La tra­jec­toire prévue dans la Stratégie nationale bas-car­bone, la feuille de route du gou­verne­ment pour attein­dre la neu­tral­ité car­bone d’i­ci 2050. © RTE

La décar­bon­a­tion du sys­tème devra pass­er par une baisse sen­si­ble de la con­som­ma­tion et une élec­tri­fi­ca­tion des usages qui reposent aujour­d’hui sur les éner­gies fos­siles : pas­sage à la voiture élec­trique et rem­place­ment des chauffages au gaz et fioul par des pom­pes à chaleur, par exem­ple. La con­som­ma­tion glob­ale d’én­ergie devrait chuter de 40% et la fac­ture d’im­por­ta­tion d’én­ergie fos­sile – qui varie entre 30 et 70 mil­liards d’eu­ros chaque année – tombera à zéro. En revanche, la con­som­ma­tion d’élec­tric­ité aug­mentera, de 16 à 60%, selon les hypothès­es. RTE a exam­iné plus pré­cisé­ment la piste médi­ane qui prévoit une hausse de 35%. A par­tir de là, le ges­tion­naire a élaboré six scé­nar­ios qui vont du 100% renou­ve­lable à une répar­ti­tion 50/50 avec le nucléaire.
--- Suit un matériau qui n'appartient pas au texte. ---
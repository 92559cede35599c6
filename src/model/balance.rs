//! Per-employee, per-type, per-year balance row and the bucket arithmetic.
//!
//! These methods are the only code allowed to touch the balance buckets.
//! The ledger service loads a row, applies exactly one of them, and writes
//! the row back under the employee's serialization lock; a failed method
//! leaves the row untouched, so a failed operation can never be observed as
//! a partial mutation.

use serde::{Deserialize, Serialize};
use utoipa::ToSchema;

use crate::error::{LeaveError, LeaveResult};

const EPS: f64 = 1e-9;

/// Which bucket an administrative credit lands in.
#[derive(Debug, Clone, Copy, PartialEq, Eq, Serialize, Deserialize, ToSchema)]
#[serde(rename_all = "snake_case")]
pub enum CreditBucket {
    Entitlement,
    Accrued,
}

#[derive(Debug, Clone, Serialize, Deserialize, ToSchema)]
pub struct LeaveBalance {
    #[schema(example = 1000)]
    pub employee_id: u64,
    #[schema(example = 1)]
    pub leave_type_id: u64,
    #[schema(example = 2025)]
    pub year: i32,
    pub entitlement: f64,
    pub accrued: f64,
    pub carried_forward: f64,
    pub taken: f64,
    pub pending_approval: f64,
    pub encashed: f64,
    pub available: f64,
}

impl LeaveBalance {
    pub fn zero(employee_id: u64, leave_type_id: u64, year: i32) -> Self {
        LeaveBalance {
            employee_id,
            leave_type_id,
            year,
            entitlement: 0.0,
            accrued: 0.0,
            carried_forward: 0.0,
            taken: 0.0,
            pending_approval: 0.0,
            encashed: 0.0,
            available: 0.0,
        }
    }

    fn recompute(&mut self) {
        self.available = self.entitlement + self.accrued + self.carried_forward
            - self.encashed
            - self.taken
            - self.pending_approval;
    }

    pub fn invariant_holds(&self) -> bool {
        let expected = self.entitlement + self.accrued + self.carried_forward
            - self.encashed
            - self.taken
            - self.pending_approval;
        (self.available - expected).abs() < EPS
    }

    fn positive_days(days: f64) -> LeaveResult<()> {
        if days <= 0.0 || !days.is_finite() {
            return Err(LeaveError::validation("day count must be positive"));
        }
        Ok(())
    }

    /// Hold `days` against this balance. Fails with `InsufficientBalance`
    /// unless the type allows going negative.
    pub fn reserve(&mut self, days: f64, negative_allowed: bool) -> LeaveResult<()> {
        Self::positive_days(days)?;
        if !negative_allowed && self.available + EPS < days {
            return Err(LeaveError::InsufficientBalance {
                available: self.available,
                requested: days,
            });
        }
        self.pending_approval += days;
        self.recompute();
        Ok(())
    }

    /// Move `days` from pending to taken. `available` already reflected the
    /// reservation and does not change.
    pub fn commit(&mut self, days: f64) -> LeaveResult<()> {
        Self::positive_days(days)?;
        if days > self.pending_approval + EPS {
            return Err(LeaveError::invalid_transition(format!(
                "commit of {days} exceeds pending {}",
                self.pending_approval
            )));
        }
        self.pending_approval -= days;
        self.taken += days;
        self.recompute();
        Ok(())
    }

    /// Give a reservation back (rejection or cancellation).
    pub fn release(&mut self, days: f64) -> LeaveResult<()> {
        Self::positive_days(days)?;
        if days > self.pending_approval + EPS {
            return Err(LeaveError::invalid_transition(format!(
                "release of {days} exceeds pending {}",
                self.pending_approval
            )));
        }
        self.pending_approval -= days;
        self.recompute();
        Ok(())
    }

    /// Return unused taken days after a recall.
    pub fn restore(&mut self, days: f64) -> LeaveResult<()> {
        Self::positive_days(days)?;
        if days > self.taken + EPS {
            return Err(LeaveError::invalid_transition(format!(
                "restore of {days} exceeds taken {}",
                self.taken
            )));
        }
        self.taken -= days;
        self.recompute();
        Ok(())
    }

    /// Administrative or credit-approval increment.
    pub fn credit(&mut self, days: f64, bucket: CreditBucket) -> LeaveResult<()> {
        Self::positive_days(days)?;
        match bucket {
            CreditBucket::Entitlement => self.entitlement += days,
            CreditBucket::Accrued => self.accrued += days,
        }
        self.recompute();
        Ok(())
    }

    /// Overwrite the accrued bucket with a freshly computed year-to-date
    /// figure. The accrual run owns this number outright, so it replaces
    /// rather than adds.
    pub fn set_accrued(&mut self, days: f64) -> LeaveResult<()> {
        if days < 0.0 || !days.is_finite() {
            return Err(LeaveError::validation("accrued days must not be negative"));
        }
        self.accrued = days;
        self.recompute();
        Ok(())
    }

    /// Year-opening adjustment: capped carry-forward from the previous year
    /// and, for frontloaded policies, the full annual entitlement.
    pub fn open_year(
        &mut self,
        carried_forward: f64,
        frontload_entitlement: Option<f64>,
    ) -> LeaveResult<()> {
        if carried_forward < 0.0 || !carried_forward.is_finite() {
            return Err(LeaveError::validation(
                "carried-forward days must not be negative",
            ));
        }
        self.carried_forward = carried_forward;
        if let Some(entitlement) = frontload_entitlement {
            if entitlement < 0.0 || !entitlement.is_finite() {
                return Err(LeaveError::validation("entitlement must not be negative"));
            }
            self.entitlement = entitlement;
        }
        self.recompute();
        Ok(())
    }

    /// Convert available days into a payout.
    pub fn encash(&mut self, days: f64, yearly_cap: Option<f64>) -> LeaveResult<()> {
        Self::positive_days(days)?;
        if self.available + EPS < days {
            return Err(LeaveError::InsufficientBalance {
                available: self.available,
                requested: days,
            });
        }
        if let Some(cap) = yearly_cap {
            if self.encashed + days > cap + EPS {
                return Err(LeaveError::validation(format!(
                    "encashment cap of {cap} days per year exceeded"
                )));
            }
        }
        self.encashed += days;
        self.recompute();
        Ok(())
    }
}
use actix_web::{HttpResponse, web};

use crate::actor::Actor;
use crate::error::LeaveError;
use crate::model::EmployeeProfile;
use crate::state::AppState;

/* =========================
Sync an employee profile (identity service push)
========================= */
#[utoipa::path(
    put,
    path = "/api/v1/employees/sync",
    request_body = EmployeeProfile,
    responses(
        (status = 200, description = "Profile mirror updated"),
        (status = 403, description = "Forbidden")
    ),
    tag = "Employee"
)]
pub async fn sync_employee(
    actor: Actor,
    state: web::Data<AppState>,
    payload: web::Json<EmployeeProfile>,
) -> Result<HttpResponse, LeaveError> {
    actor.require_admin()?;
    state.store.upsert_employee(&payload).await?;
    Ok(HttpResponse::Ok().json(serde_json::json!({
        "message": "Employee profile synced"
    })))
}

/* =========================
Read one mirrored profile
========================= */
#[utoipa::path(
    get,
    path = "/api/v1/employees/{employee_id}",
    params(("employee_id" = u64, Path, description = "Employee ID")),
    responses(
        (status = 200, description = "Mirrored profile", body = EmployeeProfile),
        (status = 403, description = "Forbidden"),
        (status = 404, description = "Employee not found")
    ),
    tag = "Employee"
)]
pub async fn get_employee(
    actor: Actor,
    state: web::Data<AppState>,
    path: web::Path<u64>,
) -> Result<HttpResponse, LeaveError> {
    let employee_id = path.into_inner();
    if !actor.caller().acts_for(employee_id) && !actor.role.can_approve() {
        return Err(LeaveError::permission("cannot view this employee"));
    }
    let profile = state
        .store
        .get_employee(employee_id)
        .await?
        .ok_or_else(|| LeaveError::not_found("employee profile"))?;
    Ok(HttpResponse::Ok().json(profile))
}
Les six scé­nar­ios présen­tés par RTE, du plus renou­ve­lable au plus nucléaire. Cliquez sur l’im­age pour l’af­fich­er en grand. © RTE

C’est là que les choses se cors­ent, car il s’ag­it de décider du mix élec­trique des prochaines généra­tions. « La majorité des sources de pro­duc­tion qui ali­menteront la France en 2050 n’existent pas aujourd’hui », a rap­pelé Xavier Piechaczyk. La plu­part des cen­trales nucléaires actuelles fer­meront au cours de la décen­nie 2040. RTE a déjà prou­vé, dans une étude décryp­tée par Vert, qu’un mix 100% renou­ve­lable est pos­si­ble. Toute­fois, ce ne serait pas le choix le plus économique, com­paré à la relance d’un pro­gramme nucléaire qui pour­rait représen­ter entre 25 et 50% du mix, mais qui néces­sit­erait de con­stru­ire entre 8 et 14 nou­veaux réac­teurs EPR. D’un scé­nario à l’autre, les coûts ne seront pas les mêmes : en 2060, ceux-ci iraient de 59 mil­liards d’eu­ros par an pour le scé­nario le plus nucléarisé, à 80 mil­liards pour le scé­nario tout-renou­ve­lable le plus axé sur le développe­ment du solaire.

Les coûts annuels en fonc­tion de cha­cun des scé­nar­ios d’i­ci 2060 © RTE

« Se pass­er de nou­veaux réac­teurs implique des rythmes de développe­ment des éner­gies renou­ve­lables plus rapi­des que ceux des pays européens les plus dynamiques », con­state aus­si l’é­tude. En clair, la France est par­tie trop tard et la marche est désor­mais trop élevée. Dans tous les cas, les renou­ve­lables devront représen­ter au min­i­mum 50% du mix élec­trique, ce qui implique de tripler le parc éolien ter­restre ou de mul­ti­pli­er par six le parc pho­to­voltaïque. 

Les écol­o­gistes regret­tent que le scé­nario le plus économe en énergie n’ait pas été présen­té — il ne sera exam­iné qu’en 2022 — car les con­clu­sions seraient sans doute dif­férentes. La semaine dernière, négaWatt avait démon­tré que le 100% renou­ve­lable était atteignable à con­di­tion de miser beau­coup plus sur la sobriété.